書評『不格好経営―チームDeNAの挑戦』

経営コンサルティング会社のマッキンゼー日本支社で役員にまでなった著者、「そんなに熱っぽく語るなら、自分でやったらどうだ」の一言が元でマッキンゼーを退職、仲間とともにDeNAを築きあげていく過程が描かれています。

内容

子供時代〜マッキンゼー時代

父はきっちり8時20分に出勤し、だいたい深夜11時過ぎに帰宅していた。「これから戻る」という父の電話は母、姉、私の全ての営みの中断を意味した。

ちゃぶ台をひっくり返すなど、相当厳しい父の下で育ったようです

マッキンゼーに就職してからは忙しく平日の睡眠時間は2,3時間、色々と失敗もあり退職することを決意し転職先まで決まっていたけど引きとめられ会社に残ります。

しかしその後は順調に進み結局さらに9年間働いたそうです。

起業

「そんなに熱っぽく語るなら、自分でやったらどうだ」

ソネットの社長に言われた一言で起業を決意します。

同僚2人を誘いネットオークションの会社、DeNAを立ち上げます。しかし外注していたシステムが全く完成していなかった、という驚愕の事実が発生しドタバタとしながらも何とかサービス開始にこぎつけます。

サービス開始当初はWEBでの出品ができず(つまり一般のユーザーが出品できない)、身内などから出品情報を集めデータベースに直接データを打ち込まなければならなかったそうです。

また初期の頃はクレームのメールに対しては社長自ら返事を書くことも。

ヤフオクというネットオークションの巨人の背中を追いかけ赤字を続けますが、業界ナンバーワンを諦め黒字化を目指す方向に路線変更をします。

そして新たに始めたECショッピング事業が順調に進み2003年3月期の下半期に黒字化を達成しました。

モバイル

その後携帯向けオークション「モバオク」に手応えを感じ、モバイルベースへと大きく舵を切ります。

このモバオク、1人のプログラマが2,3ヶ月で作ったと言うことで社内のシステム開発のアプローチが大きく見直されたそうです。いわゆるウォーターフォール的な開発(要件定義、設計、コーディング、テスト)から、プログラマを企画段階から巻き込む方式へと。
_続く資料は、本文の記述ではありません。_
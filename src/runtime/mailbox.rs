//! Cross-domain mailboxes.
//!
//! Each domain owns one lock-free inbox. Peers write, the owner drains.
//! Everything that crosses a domain boundary travels here: task start
//! envelopes, cancel requests, waker-driven re-enqueues, settle pings, and
//! resource adoptions. Every post is followed by an interrupt so a domain
//! blocked inside its provider's `select` notices promptly.

use crate::events::InterruptHook;
use crate::ledger::{Resource, ResourceCell};
use crate::promise::PromiseState;
use crate::types::{DomainId, ResourceUid, SyscallUid, TaskUid};
use core::fmt;
use crossbeam_queue::SegQueue;
use parking_lot::Mutex;
use std::future::Future;
use std::pin::Pin;
use std::sync::Arc;
use std::sync::atomic::{AtomicU64, Ordering};

/// A new task shipped to its owning domain.
pub(crate) struct Envelope {
    pub(crate) state: Arc<PromiseState>,
    pub(crate) future: Pin<Box<dyn Future<Output = ()> + Send>>,
    pub(crate) gifts: Vec<Resource>,
}

impl fmt::Debug for Envelope {
    fn fmt(&self, f: &mut fmt::Formatter<'_>) -> fmt::Result {
        f.debug_struct("Envelope").field("id", &self.state.id).finish_non_exhaustive()
    }
}

/// One inbox message.
pub(crate) enum Message {
    /// Start a task on the receiving domain.
    Start(Envelope),
    /// Apply a cancel request to a task the receiving domain owns.
    Cancel(Arc<PromiseState>),
    /// Re-enqueue a parked task; sent by wakers.
    Wake(TaskUid),
    /// A child of the named task settled; re-check its settling state.
    Settled(TaskUid),
    /// Adopt a resource transferred up from a child on another domain.
    Adopt {
        parent: TaskUid,
        cell: Arc<ResourceCell>,
    },
}

impl fmt::Debug for Message {
    fn fmt(&self, f: &mut fmt::Formatter<'_>) -> fmt::Result {
        match self {
            Self::Start(env) => f.debug_tuple("Start").field(&env.state.id).finish(),
            Self::Cancel(state) => f.debug_tuple("Cancel").field(&state.id).finish(),
            Self::Wake(uid) => f.debug_tuple("Wake").field(uid).finish(),
            Self::Settled(uid) => f.debug_tuple("Settled").field(uid).finish(),
            Self::Adopt { parent, cell } => f
                .debug_struct("Adopt")
                .field("parent", parent)
                .field("resource", &cell.uid)
                .finish(),
        }
    }
}

/// The cross-thread face of one domain: inbox, uid counters, interrupt.
pub(crate) struct DomainShared {
    pub(crate) id: DomainId,
    inbox: SegQueue<Message>,
    task_uids: AtomicU64,
    syscall_uids: AtomicU64,
    resource_uids: AtomicU64,
    hook: Mutex<Option<InterruptHook>>,
}

impl DomainShared {
    pub(crate) fn new(id: DomainId) -> Arc<Self> {
        Arc::new(Self {
            id,
            inbox: SegQueue::new(),
            task_uids: AtomicU64::new(0),
            syscall_uids: AtomicU64::new(0),
            resource_uids: AtomicU64::new(0),
            hook: Mutex::new(None),
        })
    }

    /// Queues a message and interrupts the owner.
    pub(crate) fn post(&self, message: Message) {
        self.inbox.push(message);
        self.interrupt();
    }

    pub(crate) fn pop(&self) -> Option<Message> {
        self.inbox.pop()
    }

    pub(crate) fn inbox_is_empty(&self) -> bool {
        self.inbox.is_empty()
    }

    /// Registers the interrupt hook; done once before the domain's first
    /// `select`. Posts arriving earlier are picked up by the initial drain.
    pub(crate) fn set_hook(&self, hook: InterruptHook) {
        *self.hook.lock() = Some(hook);
    }

    pub(crate) fn interrupt(&self) {
        if let Some(hook) = &*self.hook.lock() {
            hook.fire();
        }
    }

    pub(crate) fn next_task_uid(&self) -> TaskUid {
        TaskUid(self.task_uids.fetch_add(1, Ordering::Relaxed))
    }

    pub(crate) fn next_syscall_uid(&self) -> SyscallUid {
        SyscallUid(self.syscall_uids.fetch_add(1, Ordering::Relaxed))
    }

    pub(crate) fn next_resource_uid(&self) -> ResourceUid {
        ResourceUid(self.resource_uids.fetch_add(1, Ordering::Relaxed))
    }
}

impl fmt::Debug for DomainShared {
    fn fmt(&self, f: &mut fmt::Formatter<'_>) -> fmt::Result {
        f.debug_struct("DomainShared")
            .field("id", &self.id)
            .field("inbox", &self.inbox.len())
            .finish_non_exhaustive()
    }
}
それにしてもモバオクのこの成長はいったい何だ。相当なド根性でビッダーズを生き残らせ、黒字化させ、力ずくで成長軌道に乗せた我々には、モバオクの成功がとても異質に感じられた。

モバオクがモバイルという新しい巨大市場の可能性を見せてくれました。

拡大とトラブル

この「モバオク」や携帯サイト向けの広告配信ネットワーク「ポケットアフィリエイト」、カジュアルゲームとSNSを組み合わせた携帯向けのサービス「モバゲー」、「モバコレ」、「ペイジェント」、「ネッシー」などさらに業容拡大を続けます。

しかしその後モバゲーを出会い目的で使い犯罪に巻き込まれるなどトラブルも出てきます。事業も伸び悩みますが、次々とゲームをリリースし「怪盗ロワイヤル」が大ヒットします。

さらにモバゲーをオープン化し、第三者がゲームを開発してモバゲー内で展開できるようになりました。しかしすると今度はDeNAの競合にあたるほかの事業者と取引しないようにさせているのでは、という疑いがかかり公正取引員会から立入検査が入ります。

退任

色々なトラブルはありましたが海外展開やプロ野球球団買収などチャレンジは続きます。

しかし夫が病に倒れ、看病のために退任することを決意します…

感想

「言うのとやるのでは大違い」

経営のアドバイスをするコンサルタントが自分で起業するとどうなるか。

起業メンバーは同じマッキンゼーの2人を誘い、その後もIBMでデータベース関連の技術をとことん極めた人やアクセンチュア出身の人が参加しソネットやリクルートから出資してもらい、肝心のシステムは外注(!)するが進捗の管理がおろそかで結局システムは全然完成しておらず、内製することになるが「こんな素晴らしい仕様書は見たことがない」と言われるほどの仕様書を作成し…

いわゆるITベンチャーの起業物語とはちょっと違っていてコンサルタント流起業といった感じでしょうか。

人物がメインに描かれている印象で前書きに”登場人物の名前は減らすこととなった。”とあったのですがそれでも結構内輪ネタが多い印象は感じました。この本は関係者一同への感謝の手紙、という役割もあるのかもしれません。

あと印象的だったのは著者はかなりマッキンゼーがお好きなようです。いずれ復帰するかもですね。